About this exercise: The expected answer comprises all lines from the entries that contain the string "FarDistance".

Dataset entries
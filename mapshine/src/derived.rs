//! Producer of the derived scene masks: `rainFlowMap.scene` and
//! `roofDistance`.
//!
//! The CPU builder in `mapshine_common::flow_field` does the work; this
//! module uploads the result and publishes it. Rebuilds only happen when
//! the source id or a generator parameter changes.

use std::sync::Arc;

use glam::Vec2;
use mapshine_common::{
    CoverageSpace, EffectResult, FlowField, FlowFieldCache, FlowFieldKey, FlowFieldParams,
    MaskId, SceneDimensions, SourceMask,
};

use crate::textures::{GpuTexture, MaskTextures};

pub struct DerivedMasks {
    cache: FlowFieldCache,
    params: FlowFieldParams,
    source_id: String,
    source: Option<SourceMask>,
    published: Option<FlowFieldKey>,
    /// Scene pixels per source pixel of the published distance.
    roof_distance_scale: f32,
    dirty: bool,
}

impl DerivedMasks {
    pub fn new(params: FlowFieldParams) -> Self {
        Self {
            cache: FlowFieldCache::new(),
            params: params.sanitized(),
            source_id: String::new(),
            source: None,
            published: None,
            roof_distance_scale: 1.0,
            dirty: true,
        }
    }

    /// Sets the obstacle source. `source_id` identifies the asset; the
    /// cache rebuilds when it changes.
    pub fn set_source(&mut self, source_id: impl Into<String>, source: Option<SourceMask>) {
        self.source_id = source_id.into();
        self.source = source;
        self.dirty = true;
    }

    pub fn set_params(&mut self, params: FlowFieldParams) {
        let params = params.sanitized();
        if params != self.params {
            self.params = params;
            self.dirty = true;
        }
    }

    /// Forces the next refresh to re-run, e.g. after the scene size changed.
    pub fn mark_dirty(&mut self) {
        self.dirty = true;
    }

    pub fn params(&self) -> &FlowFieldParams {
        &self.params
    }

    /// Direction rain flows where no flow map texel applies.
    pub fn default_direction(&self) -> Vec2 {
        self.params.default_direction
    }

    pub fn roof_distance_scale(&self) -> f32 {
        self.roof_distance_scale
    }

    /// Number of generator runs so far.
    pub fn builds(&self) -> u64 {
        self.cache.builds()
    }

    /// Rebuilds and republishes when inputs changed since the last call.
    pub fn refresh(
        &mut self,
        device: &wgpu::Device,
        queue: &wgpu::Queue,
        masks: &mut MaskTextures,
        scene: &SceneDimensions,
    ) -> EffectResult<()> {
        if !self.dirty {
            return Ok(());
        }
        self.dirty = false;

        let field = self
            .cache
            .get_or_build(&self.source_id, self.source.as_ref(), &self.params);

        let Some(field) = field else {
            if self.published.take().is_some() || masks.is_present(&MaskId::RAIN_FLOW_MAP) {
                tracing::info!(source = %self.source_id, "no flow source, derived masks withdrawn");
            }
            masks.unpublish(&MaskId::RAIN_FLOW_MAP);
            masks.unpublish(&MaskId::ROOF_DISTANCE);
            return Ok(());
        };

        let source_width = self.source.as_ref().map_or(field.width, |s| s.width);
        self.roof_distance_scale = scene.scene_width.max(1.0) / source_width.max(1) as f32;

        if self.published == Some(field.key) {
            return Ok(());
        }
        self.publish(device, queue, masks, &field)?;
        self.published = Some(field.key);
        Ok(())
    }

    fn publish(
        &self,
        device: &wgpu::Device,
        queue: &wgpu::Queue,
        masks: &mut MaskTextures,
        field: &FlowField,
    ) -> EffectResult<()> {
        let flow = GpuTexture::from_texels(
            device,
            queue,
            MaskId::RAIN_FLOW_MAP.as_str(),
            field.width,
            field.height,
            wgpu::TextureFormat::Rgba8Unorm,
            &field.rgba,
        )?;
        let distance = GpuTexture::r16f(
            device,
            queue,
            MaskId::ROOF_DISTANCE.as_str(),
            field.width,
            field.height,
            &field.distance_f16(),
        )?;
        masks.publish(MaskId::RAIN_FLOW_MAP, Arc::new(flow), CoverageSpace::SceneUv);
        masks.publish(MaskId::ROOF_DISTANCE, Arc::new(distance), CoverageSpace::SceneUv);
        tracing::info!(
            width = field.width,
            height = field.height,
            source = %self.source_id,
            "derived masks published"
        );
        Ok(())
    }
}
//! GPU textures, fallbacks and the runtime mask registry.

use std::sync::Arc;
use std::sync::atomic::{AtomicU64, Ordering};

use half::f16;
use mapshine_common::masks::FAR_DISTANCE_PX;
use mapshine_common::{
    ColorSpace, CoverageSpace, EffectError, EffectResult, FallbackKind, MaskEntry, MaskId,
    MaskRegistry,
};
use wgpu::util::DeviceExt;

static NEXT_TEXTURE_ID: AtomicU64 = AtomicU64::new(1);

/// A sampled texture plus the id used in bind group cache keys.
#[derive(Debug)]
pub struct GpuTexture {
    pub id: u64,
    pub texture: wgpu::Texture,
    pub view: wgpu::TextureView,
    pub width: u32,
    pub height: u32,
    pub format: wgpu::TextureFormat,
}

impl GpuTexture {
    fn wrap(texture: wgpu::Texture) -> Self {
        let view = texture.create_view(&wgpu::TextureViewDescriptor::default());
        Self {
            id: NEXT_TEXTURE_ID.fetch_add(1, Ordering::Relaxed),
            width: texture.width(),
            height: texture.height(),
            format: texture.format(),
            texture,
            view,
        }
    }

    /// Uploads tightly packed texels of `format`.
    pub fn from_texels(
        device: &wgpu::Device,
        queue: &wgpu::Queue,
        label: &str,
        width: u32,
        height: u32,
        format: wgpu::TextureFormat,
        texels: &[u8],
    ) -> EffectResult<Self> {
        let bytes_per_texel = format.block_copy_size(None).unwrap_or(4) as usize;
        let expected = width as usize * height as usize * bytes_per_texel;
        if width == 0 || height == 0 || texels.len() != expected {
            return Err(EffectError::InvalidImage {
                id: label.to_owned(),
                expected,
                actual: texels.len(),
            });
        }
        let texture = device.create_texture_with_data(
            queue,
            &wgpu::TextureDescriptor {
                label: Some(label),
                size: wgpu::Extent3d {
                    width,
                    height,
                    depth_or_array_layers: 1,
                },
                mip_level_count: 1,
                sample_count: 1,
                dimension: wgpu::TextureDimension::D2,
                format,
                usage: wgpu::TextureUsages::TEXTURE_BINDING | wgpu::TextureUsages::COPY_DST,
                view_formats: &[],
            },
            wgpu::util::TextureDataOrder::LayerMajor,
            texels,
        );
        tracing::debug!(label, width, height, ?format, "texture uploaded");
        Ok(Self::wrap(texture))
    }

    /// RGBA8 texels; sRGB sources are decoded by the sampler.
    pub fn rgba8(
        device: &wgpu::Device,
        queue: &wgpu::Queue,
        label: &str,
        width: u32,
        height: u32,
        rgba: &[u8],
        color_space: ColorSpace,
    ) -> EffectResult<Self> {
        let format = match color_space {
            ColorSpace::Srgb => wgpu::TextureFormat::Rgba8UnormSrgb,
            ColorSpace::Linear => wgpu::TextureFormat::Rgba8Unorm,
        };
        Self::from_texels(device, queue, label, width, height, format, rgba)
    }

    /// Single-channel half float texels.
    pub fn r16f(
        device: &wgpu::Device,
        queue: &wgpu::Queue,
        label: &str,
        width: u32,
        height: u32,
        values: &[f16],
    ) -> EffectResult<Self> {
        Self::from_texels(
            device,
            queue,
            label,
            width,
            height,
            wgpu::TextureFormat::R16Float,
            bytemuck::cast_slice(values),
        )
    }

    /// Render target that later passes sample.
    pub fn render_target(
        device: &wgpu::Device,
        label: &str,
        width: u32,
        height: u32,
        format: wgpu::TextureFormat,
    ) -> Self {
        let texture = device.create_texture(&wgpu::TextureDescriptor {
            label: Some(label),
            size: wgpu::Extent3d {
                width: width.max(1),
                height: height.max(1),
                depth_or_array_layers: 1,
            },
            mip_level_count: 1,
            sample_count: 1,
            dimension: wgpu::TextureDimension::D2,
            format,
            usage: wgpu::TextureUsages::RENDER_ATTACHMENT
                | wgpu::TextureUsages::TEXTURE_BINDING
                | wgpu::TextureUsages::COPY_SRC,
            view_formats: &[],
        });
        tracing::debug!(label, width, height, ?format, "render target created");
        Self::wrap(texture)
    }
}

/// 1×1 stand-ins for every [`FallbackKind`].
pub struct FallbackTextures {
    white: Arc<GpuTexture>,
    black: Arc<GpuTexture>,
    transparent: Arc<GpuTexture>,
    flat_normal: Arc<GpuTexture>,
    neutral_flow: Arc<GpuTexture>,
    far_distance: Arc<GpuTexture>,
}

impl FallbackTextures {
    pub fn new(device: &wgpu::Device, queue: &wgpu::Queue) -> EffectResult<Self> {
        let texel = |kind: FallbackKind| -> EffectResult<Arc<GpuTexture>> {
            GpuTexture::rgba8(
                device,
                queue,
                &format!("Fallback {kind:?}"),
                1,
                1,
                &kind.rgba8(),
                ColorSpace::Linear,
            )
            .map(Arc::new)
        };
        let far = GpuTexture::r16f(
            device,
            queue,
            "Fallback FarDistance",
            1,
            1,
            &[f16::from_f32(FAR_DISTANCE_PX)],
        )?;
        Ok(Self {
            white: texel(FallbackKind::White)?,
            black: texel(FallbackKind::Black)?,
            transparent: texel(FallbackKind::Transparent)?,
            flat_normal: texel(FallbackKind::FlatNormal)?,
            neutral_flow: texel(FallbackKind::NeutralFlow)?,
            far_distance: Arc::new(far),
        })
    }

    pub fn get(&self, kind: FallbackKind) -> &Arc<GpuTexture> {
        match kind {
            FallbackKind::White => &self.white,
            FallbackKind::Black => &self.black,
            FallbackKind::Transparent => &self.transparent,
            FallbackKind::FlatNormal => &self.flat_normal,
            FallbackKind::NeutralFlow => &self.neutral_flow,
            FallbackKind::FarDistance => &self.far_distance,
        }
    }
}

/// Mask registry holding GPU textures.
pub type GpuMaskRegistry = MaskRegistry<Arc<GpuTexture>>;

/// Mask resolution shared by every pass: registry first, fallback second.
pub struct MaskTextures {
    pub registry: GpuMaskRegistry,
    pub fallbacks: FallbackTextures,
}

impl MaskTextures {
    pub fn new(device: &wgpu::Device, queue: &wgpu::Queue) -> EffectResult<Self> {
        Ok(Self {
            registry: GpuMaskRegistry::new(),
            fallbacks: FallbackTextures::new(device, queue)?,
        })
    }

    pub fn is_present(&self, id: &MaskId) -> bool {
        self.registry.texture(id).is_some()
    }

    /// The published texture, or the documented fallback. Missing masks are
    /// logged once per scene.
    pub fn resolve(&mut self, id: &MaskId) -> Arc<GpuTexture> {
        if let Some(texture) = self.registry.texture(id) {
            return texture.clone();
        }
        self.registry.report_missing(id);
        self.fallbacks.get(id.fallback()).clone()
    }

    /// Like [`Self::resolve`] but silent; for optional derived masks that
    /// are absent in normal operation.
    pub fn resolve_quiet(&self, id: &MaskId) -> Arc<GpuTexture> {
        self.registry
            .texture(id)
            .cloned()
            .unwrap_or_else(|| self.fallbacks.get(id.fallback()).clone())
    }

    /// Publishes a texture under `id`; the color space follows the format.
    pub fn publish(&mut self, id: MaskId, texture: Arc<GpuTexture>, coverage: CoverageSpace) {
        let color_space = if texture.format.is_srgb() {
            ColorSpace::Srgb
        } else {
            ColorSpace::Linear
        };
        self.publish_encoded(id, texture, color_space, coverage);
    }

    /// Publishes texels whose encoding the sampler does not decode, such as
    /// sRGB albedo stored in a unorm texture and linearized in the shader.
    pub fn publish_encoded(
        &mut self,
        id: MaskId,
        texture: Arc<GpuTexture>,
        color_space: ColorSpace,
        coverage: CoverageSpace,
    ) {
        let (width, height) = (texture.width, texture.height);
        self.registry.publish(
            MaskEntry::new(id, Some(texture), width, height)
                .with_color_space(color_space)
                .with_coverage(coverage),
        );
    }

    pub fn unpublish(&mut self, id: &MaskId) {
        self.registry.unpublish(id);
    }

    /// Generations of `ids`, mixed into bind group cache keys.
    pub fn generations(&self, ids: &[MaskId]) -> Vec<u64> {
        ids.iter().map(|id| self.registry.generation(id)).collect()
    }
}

...

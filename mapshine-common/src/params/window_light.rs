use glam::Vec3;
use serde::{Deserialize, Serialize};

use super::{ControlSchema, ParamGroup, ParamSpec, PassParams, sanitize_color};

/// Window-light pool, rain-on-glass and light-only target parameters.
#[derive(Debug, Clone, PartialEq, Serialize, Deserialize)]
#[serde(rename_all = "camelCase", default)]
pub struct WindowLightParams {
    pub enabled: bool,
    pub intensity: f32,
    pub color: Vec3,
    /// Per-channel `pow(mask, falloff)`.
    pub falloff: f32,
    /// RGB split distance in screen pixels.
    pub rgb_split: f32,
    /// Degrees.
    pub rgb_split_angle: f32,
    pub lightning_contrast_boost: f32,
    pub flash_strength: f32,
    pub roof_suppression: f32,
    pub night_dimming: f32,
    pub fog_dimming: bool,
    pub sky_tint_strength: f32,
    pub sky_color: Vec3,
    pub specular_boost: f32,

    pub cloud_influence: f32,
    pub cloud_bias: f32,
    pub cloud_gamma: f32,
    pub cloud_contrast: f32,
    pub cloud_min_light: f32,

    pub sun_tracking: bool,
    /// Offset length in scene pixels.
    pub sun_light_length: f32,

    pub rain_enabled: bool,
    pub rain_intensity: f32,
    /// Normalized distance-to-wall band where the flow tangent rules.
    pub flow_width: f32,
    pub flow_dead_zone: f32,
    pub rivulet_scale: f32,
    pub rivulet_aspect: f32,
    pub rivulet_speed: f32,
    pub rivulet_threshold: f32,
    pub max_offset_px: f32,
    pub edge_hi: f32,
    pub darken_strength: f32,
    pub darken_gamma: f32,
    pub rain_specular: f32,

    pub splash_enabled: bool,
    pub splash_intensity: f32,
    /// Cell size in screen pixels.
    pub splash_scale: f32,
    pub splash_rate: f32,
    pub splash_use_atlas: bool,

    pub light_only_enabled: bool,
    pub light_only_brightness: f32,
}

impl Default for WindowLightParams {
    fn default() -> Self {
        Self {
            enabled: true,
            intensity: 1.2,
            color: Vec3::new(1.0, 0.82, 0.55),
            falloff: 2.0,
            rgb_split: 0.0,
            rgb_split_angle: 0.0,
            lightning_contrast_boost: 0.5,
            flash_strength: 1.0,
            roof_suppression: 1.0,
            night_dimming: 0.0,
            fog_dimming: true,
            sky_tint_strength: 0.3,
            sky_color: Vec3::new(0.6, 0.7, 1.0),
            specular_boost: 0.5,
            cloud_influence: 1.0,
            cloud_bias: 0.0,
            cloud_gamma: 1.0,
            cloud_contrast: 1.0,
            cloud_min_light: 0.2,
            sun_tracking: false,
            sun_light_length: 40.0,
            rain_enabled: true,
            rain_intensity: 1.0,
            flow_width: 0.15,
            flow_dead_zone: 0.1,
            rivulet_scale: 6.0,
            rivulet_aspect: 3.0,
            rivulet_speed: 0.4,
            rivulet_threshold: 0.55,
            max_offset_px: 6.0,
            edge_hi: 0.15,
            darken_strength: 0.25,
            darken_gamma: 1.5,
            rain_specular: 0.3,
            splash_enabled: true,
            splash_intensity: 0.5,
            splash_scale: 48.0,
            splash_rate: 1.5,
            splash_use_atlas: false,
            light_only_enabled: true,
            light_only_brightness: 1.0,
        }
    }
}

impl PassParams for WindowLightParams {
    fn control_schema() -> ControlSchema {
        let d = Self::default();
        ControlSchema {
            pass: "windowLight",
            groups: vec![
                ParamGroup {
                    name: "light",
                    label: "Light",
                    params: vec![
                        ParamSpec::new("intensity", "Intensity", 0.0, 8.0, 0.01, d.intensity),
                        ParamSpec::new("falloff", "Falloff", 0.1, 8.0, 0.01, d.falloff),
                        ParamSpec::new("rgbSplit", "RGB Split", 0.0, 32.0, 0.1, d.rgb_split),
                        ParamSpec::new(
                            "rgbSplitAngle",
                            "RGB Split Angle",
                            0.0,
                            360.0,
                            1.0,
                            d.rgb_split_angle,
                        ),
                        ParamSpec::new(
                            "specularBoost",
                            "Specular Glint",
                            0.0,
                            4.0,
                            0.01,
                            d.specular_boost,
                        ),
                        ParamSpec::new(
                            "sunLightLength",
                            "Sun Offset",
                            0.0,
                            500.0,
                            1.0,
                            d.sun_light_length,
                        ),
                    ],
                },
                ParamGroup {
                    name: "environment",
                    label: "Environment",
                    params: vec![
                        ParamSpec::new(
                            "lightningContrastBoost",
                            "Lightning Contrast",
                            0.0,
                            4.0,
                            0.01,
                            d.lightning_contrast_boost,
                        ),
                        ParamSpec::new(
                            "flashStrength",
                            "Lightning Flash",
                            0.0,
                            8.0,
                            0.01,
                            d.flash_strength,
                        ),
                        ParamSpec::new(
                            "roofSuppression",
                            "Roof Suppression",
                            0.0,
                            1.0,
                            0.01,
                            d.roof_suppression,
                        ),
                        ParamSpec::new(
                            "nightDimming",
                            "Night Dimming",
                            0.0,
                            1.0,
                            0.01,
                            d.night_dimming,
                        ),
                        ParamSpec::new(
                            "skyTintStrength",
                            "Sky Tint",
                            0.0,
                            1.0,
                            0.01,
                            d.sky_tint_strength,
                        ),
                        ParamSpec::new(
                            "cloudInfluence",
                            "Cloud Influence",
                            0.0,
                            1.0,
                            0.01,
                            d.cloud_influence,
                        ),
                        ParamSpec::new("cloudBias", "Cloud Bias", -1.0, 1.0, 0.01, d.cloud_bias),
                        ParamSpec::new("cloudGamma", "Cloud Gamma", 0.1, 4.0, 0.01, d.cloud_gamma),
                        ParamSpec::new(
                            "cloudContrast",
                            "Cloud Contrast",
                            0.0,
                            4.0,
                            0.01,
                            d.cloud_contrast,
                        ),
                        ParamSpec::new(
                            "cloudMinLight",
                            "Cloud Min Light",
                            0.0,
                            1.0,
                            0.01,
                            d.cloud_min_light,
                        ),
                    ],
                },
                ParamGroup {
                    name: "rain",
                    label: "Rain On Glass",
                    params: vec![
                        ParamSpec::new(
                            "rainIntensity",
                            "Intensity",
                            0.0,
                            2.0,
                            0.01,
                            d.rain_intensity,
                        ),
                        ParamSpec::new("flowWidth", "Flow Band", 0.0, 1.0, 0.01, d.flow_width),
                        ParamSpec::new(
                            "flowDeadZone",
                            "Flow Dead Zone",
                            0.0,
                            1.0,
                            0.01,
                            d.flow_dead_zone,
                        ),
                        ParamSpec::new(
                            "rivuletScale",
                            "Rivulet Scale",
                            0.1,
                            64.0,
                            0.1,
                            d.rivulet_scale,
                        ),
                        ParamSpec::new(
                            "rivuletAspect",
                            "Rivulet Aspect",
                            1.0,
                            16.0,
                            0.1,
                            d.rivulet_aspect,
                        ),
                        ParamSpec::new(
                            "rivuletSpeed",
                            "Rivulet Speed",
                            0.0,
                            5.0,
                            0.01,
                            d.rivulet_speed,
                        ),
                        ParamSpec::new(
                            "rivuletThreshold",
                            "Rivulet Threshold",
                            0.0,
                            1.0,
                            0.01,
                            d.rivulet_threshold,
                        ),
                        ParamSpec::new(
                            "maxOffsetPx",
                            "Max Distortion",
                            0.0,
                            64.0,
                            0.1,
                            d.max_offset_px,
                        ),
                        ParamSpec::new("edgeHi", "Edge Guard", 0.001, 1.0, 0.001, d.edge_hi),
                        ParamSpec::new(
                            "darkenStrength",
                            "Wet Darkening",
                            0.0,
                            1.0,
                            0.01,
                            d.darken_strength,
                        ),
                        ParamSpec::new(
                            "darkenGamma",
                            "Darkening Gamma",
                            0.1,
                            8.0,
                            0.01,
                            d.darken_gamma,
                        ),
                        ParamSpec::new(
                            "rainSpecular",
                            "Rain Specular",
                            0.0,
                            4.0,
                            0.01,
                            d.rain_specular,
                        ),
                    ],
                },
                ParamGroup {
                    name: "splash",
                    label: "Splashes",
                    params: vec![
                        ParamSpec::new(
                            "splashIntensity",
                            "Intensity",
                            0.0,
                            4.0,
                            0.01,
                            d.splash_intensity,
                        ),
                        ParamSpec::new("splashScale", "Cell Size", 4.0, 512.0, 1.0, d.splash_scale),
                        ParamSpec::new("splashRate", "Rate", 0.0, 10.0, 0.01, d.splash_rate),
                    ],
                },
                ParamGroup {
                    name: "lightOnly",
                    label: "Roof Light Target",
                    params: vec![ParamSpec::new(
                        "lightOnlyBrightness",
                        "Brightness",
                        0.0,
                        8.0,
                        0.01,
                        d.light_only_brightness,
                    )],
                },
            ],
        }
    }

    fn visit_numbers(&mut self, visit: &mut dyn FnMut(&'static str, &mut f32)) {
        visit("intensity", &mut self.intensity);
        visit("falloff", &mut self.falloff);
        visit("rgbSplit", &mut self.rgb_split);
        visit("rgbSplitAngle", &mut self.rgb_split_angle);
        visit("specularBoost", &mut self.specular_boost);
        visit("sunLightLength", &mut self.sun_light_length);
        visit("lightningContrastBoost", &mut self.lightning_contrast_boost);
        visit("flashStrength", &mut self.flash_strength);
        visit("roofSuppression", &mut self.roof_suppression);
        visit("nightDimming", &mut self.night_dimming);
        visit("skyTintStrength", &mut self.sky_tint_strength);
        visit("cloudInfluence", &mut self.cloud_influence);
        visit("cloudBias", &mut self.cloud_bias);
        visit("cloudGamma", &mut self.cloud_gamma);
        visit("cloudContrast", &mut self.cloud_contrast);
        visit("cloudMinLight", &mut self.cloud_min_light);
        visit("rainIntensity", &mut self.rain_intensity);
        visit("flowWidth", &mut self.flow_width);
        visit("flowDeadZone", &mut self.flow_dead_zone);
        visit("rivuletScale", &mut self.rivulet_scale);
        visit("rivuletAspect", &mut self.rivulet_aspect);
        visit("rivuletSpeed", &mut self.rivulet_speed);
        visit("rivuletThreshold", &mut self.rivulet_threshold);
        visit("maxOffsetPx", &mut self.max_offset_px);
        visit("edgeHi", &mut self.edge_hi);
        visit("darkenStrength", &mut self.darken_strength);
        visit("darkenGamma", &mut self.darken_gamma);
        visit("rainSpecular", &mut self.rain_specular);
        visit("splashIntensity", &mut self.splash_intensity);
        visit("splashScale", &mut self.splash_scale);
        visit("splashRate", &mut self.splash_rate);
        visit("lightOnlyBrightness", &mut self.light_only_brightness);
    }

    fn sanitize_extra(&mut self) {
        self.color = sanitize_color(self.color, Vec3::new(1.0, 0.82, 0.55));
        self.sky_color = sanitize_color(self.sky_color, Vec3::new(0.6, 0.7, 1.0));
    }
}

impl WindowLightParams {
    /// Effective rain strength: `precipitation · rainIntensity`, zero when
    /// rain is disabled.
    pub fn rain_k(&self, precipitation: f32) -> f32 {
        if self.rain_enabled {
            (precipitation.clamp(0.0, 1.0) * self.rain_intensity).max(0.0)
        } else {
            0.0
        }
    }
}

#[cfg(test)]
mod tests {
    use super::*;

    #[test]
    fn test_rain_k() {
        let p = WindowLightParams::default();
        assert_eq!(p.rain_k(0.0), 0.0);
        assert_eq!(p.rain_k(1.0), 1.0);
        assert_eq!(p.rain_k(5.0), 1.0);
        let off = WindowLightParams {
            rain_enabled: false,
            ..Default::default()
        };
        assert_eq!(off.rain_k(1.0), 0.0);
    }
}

Response box:
            "Fallback FarDistance",
            FallbackKind::FarDistance => &self.far_distance,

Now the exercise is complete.